=== Instructions for the task ===
Return all the lines below in which the string "same" appears.
────
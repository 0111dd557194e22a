//! # Takeoff Lines
//!
//! A [`TakeoffLine`] is the engine's output unit: one quantity tied to a
//! source element, a trade and (usually) a DPWH pay item, together with the
//! audit trail that produced it.
//!
//! Lines are created fresh on every calc run and never mutated. The
//! provenance (`formula_text`, `inputs_snapshot`, `assumptions`) is a pure
//! function of the inputs, so two runs over the same snapshot differ only in
//! `id`.
//!
//! ## Building a line
//!
//! Calculators collect inputs and structured [`Assumption`]s into a
//! [`LineBuilder`] and assemble the line once, at the end:
//!
//! ```rust
//! use takeoff_core::formulas::Formula;
//! use takeoff_core::takeoff::{Assumption, LineBuilder, Trade};
//! use takeoff_core::units::Unit;
//!
//! let line = LineBuilder::new("S1", Trade::Finishes, "finish:FT-1:base", Unit::SquareMeter, Formula::FloorFinish)
//!     .input("area_m2", 30.0)
//!     .input("waste_percent", 0.05)
//!     .assume(Assumption::Waste { percent: 0.05 })
//!     .formula_text("Floor area = A × (1 + waste) = 30 × (1 + 0.05) = 31.500 m²")
//!     .build(31.5);
//!
//! assert_eq!(line.quantity, 31.5);
//! assert_eq!(line.assumption_texts(), vec!["Waste allowance: 5%"]);
//! ```

use std::collections::BTreeMap;

use serde::{Deserialize, Serialize};
use uuid::Uuid;

use crate::formulas::Formula;
use crate::units::{format_fixed, format_input, format_percent, Unit};

/// Trade a takeoff line belongs to.
#[derive(Debug, Clone, Copy, PartialEq, Eq, Hash, PartialOrd, Ord, Serialize, Deserialize)]
pub enum Trade {
    Earthwork,
    Concrete,
    Rebar,
    Formwork,
    Finishes,
}

impl Trade {
    pub fn display_name(&self) -> &'static str {
        match self {
            Trade::Earthwork => "Earthwork",
            Trade::Concrete => "Concrete",
            Trade::Rebar => "Reinforcing Steel",
            Trade::Formwork => "Formwork",
            Trade::Finishes => "Finishes",
        }
    }
}

impl std::fmt::Display for Trade {
    fn fmt(&self, f: &mut std::fmt::Formatter<'_>) -> std::fmt::Result {
        write!(f, "{}", self.display_name())
    }
}

/// Where a wall finish height came from.
#[derive(Debug, Clone, Copy, PartialEq, Eq, Serialize, Deserialize)]
pub enum HeightBasis {
    /// Finish type's fixed height rule (e.g. wainscot)
    FixedRule,
    /// Per-assignment height override
    AssignmentOverride,
    /// Storey height from the level above the space
    StoreyHeight,
    /// Full modeled height of a wall surface
    WallSurfaceHeight,
}

impl HeightBasis {
    pub fn display_name(&self) -> &'static str {
        match self {
            HeightBasis::FixedRule => "fixed height rule",
            HeightBasis::AssignmentOverride => "assignment override",
            HeightBasis::StoreyHeight => "storey height",
            HeightBasis::WallSurfaceHeight => "full wall surface height",
        }
    }
}

/// One structured assumption behind a quantity.
#[derive(Debug, Clone, PartialEq, Serialize, Deserialize)]
#[serde(tag = "kind")]
pub enum Assumption {
    /// Height used for a wall finish
    Height { basis: HeightBasis, height_m: f64 },
    /// Openings deducted under the finish type's deduction rule
    Deduction {
        min_area_m2: f64,
        include_types: Vec<String>,
        count: usize,
        total_area_m2: f64,
    },
    /// Non-zero waste allowance (fraction)
    Waste { percent: f64 },
    /// Finished sides of a wall surface
    Sides { count: u8, overridden: bool },
    /// Ceiling omitted because the space is open to below
    OpenToBelow,
    /// Compaction factor applied to fill
    Compaction { factor: f64 },
    /// Reinforcing steel grade and how it was chosen
    RebarGrade { item_number: String, auto_selected: bool },
    /// Free-form note
    Note { text: String },
}

impl std::fmt::Display for Assumption {
    fn fmt(&self, f: &mut std::fmt::Formatter<'_>) -> std::fmt::Result {
        match self {
            Assumption::Height { basis, height_m } => {
                write!(f, "Height basis: {} ({} m)", basis.display_name(), format_input(*height_m))
            }
            Assumption::Deduction {
                min_area_m2,
                include_types,
                count,
                total_area_m2,
            } => {
                let types = if include_types.is_empty() {
                    "all types".to_string()
                } else {
                    include_types.join(", ")
                };
                write!(
                    f,
                    "Opening deduction: {} opening(s) of {} at least {} m², total {} m²",
                    count,
                    types,
                    format_input(*min_area_m2),
                    format_fixed(*total_area_m2, 3)
                )
            }
            Assumption::Waste { percent } => write!(f, "Waste allowance: {}", format_percent(*percent)),
            Assumption::Sides { count, overridden } => {
                if *overridden {
                    write!(f, "Sides finished: {} (assignment override)", count)
                } else {
                    write!(f, "Sides finished: {}", count)
                }
            }
            Assumption::OpenToBelow => write!(f, "Open to below: no ceiling finish"),
            Assumption::Compaction { factor } => write!(f, "Compaction factor: {}", format_input(*factor)),
            Assumption::RebarGrade {
                item_number,
                auto_selected,
            } => {
                if *auto_selected {
                    write!(f, "Rebar grade item {} (auto-selected by bar diameter)", item_number)
                } else {
                    write!(f, "Rebar grade item {}", item_number)
                }
            }
            Assumption::Note { text } => write!(f, "{}", text),
        }
    }
}

/// One computed quantity record.
#[derive(Debug, Clone, PartialEq, Serialize, Deserialize)]
pub struct TakeoffLine {
    pub id: Uuid,
    pub source_element_id: String,
    pub trade: Trade,
    /// Semantic key of the line within its source (e.g. "finish:FT-1:base")
    pub resource_key: String,
    pub quantity: f64,
    pub unit: Unit,
    pub formula: Formula,
    pub formula_text: String,
    pub inputs_snapshot: BTreeMap<String, f64>,
    pub assumptions: Vec<Assumption>,
    pub tags: Vec<String>,
    #[serde(default, skip_serializing_if = "Option::is_none")]
    pub dpwh_item_number: Option<String>,
    #[serde(default, skip_serializing_if = "Option::is_none")]
    pub template_id: Option<String>,
    #[serde(default, skip_serializing_if = "Option::is_none")]
    pub level_id: Option<String>,
}

impl TakeoffLine {
    /// Assumptions rendered as report strings
    pub fn assumption_texts(&self) -> Vec<String> {
        self.assumptions.iter().map(|a| a.to_string()).collect()
    }

    /// Key that identifies "the same line" across calc runs
    pub fn semantic_key(&self) -> (String, String) {
        (self.source_element_id.clone(), self.resource_key.clone())
    }

    pub fn has_tag(&self, tag: &str) -> bool {
        self.tags.iter().any(|t| t == tag)
    }
}

/// Collects provenance for one line and assembles it at the end.
#[derive(Debug, Clone)]
pub struct LineBuilder {
    source_element_id: String,
    trade: Trade,
    resource_key: String,
    unit: Unit,
    formula: Formula,
    formula_text: String,
    inputs: BTreeMap<String, f64>,
    assumptions: Vec<Assumption>,
    tags: Vec<String>,
    dpwh_item_number: Option<String>,
    template_id: Option<String>,
    level_id: Option<String>,
}

impl LineBuilder {
    pub fn new(
        source_element_id: impl Into<String>,
        trade: Trade,
        resource_key: impl Into<String>,
        unit: Unit,
        formula: Formula,
    ) -> Self {
        LineBuilder {
            source_element_id: source_element_id.into(),
            trade,
            resource_key: resource_key.into(),
            unit,
            formula,
            formula_text: String::new(),
            inputs: BTreeMap::new(),
            assumptions: Vec::new(),
            tags: Vec::new(),
            dpwh_item_number: None,
            template_id: None,
            level_id: None,
        }
    }

    pub fn input(mut self, name: impl Into<String>, value: f64) -> Self {
        self.inputs.insert(name.into(), value);
        self
    }

    pub fn assume(mut self, assumption: Assumption) -> Self {
        self.assumptions.push(assumption);
        self
    }

    /// Push an assumption only when `condition` holds
    pub fn assume_if(self, condition: bool, assumption: Assumption) -> Self {
        if condition {
            self.assume(assumption)
        } else {
            self
        }
    }

    pub fn tag(mut self, tag: impl Into<String>) -> Self {
        self.tags.push(tag.into());
        self
    }

    pub fn tags<I, S>(mut self, tags: I) -> Self
    where
        I: IntoIterator<Item = S>,
        S: Into<String>,
    {
        self.tags.extend(tags.into_iter().map(Into::into));
        self
    }

    pub fn formula_text(mut self, text: impl Into<String>) -> Self {
        self.formula_text = text.into();
        self
    }

    pub fn dpwh_item(mut self, item_number: Option<String>) -> Self {
        self.dpwh_item_number = item_number.filter(|s| !s.trim().is_empty());
        self
    }

    pub fn template(mut self, template_id: impl Into<String>) -> Self {
        self.template_id = Some(template_id.into());
        self
    }

    pub fn level(mut self, level_id: impl Into<String>) -> Self {
        self.level_id = Some(level_id.into());
        self
    }

    /// Assemble the immutable line with a fresh id.
    pub fn build(self, quantity: f64) -> TakeoffLine {
        TakeoffLine {
            id: Uuid::new_v4(),
            source_element_id: self.source_element_id,
            trade: self.trade,
            resource_key: self.resource_key,
            quantity,
            unit: self.unit,
            formula: self.formula,
            formula_text: self.formula_text,
            inputs_snapshot: self.inputs,
            assumptions: self.assumptions,
            tags: self.tags,
            dpwh_item_number: self.dpwh_item_number,
            template_id: self.template_id,
            level_id: self.level_id,
        }
    }
}

#[cfg(test)]
mod tests {
    use super::*;

    fn sample() -> TakeoffLine {
        LineBuilder::new("W1", Trade::Finishes, "finish:PT-1:base", Unit::SquareMeter, Formula::WallSurfaceFinish)
            .input("gross_area_m2", 30.0)
            .assume(Assumption::Height { basis: HeightBasis::WallSurfaceHeight, height_m: 3.0 })
            .assume(Assumption::Deduction {
                min_area_m2: 0.5,
                include_types: vec!["door".into(), "window".into()],
                count: 2,
                total_area_m2: 3.69,
            })
            .assume_if(false, Assumption::Waste { percent: 0.0 })
            .tag("finish")
            .dpwh_item(Some("1032 (1) a".into()))
            .level("L1")
            .build(26.31)
    }

    #[test]
    fn test_builder_assembles_line() {
        let line = sample();
        assert_eq!(line.quantity, 26.31);
        assert_eq!(line.assumptions.len(), 2);
        assert_eq!(line.inputs_snapshot["gross_area_m2"], 30.0);
        assert_eq!(line.dpwh_item_number.as_deref(), Some("1032 (1) a"));
        assert!(line.template_id.is_none());
        assert!(line.has_tag("finish"));
    }

    #[test]
    fn test_assumption_texts() {
        let texts = sample().assumption_texts();
        assert_eq!(texts[0], "Height basis: full wall surface height (3 m)");
        assert_eq!(
            texts[1],
            "Opening deduction: 2 opening(s) of door, window at least 0.5 m², total 3.690 m²"
        );
    }

    #[test]
    fn test_blank_item_number_dropped() {
        let line = LineBuilder::new("S1", Trade::Finishes, "k", Unit::SquareMeter, Formula::FloorFinish)
            .dpwh_item(Some("  ".into()))
            .build(1.0);
        assert!(line.dpwh_item_number.is_none());
    }

    #[test]
    fn test_ids_differ_between_builds() {
        let a = sample();
        let b = sample();
        assert_ne!(a.id, b.id);
        assert_eq!(a.semantic_key(), b.semantic_key());
        assert_eq!(a.formula_text, b.formula_text);
    }

    #[test]
    fn test_line_serialization() {
        let line = sample();
        let json = serde_json::to_value(&line).unwrap();
        assert_eq!(json["unit"], "m2");
        assert_eq!(json["assumptions"][1]["kind"], "Deduction");
        assert!(json.get("template_id").is_none());
    }
}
────
=== Response to the task ===
//! function of the inputs, so two runs over the same snapshot differ only in
    /// Key that identifies "the same line" across calc runs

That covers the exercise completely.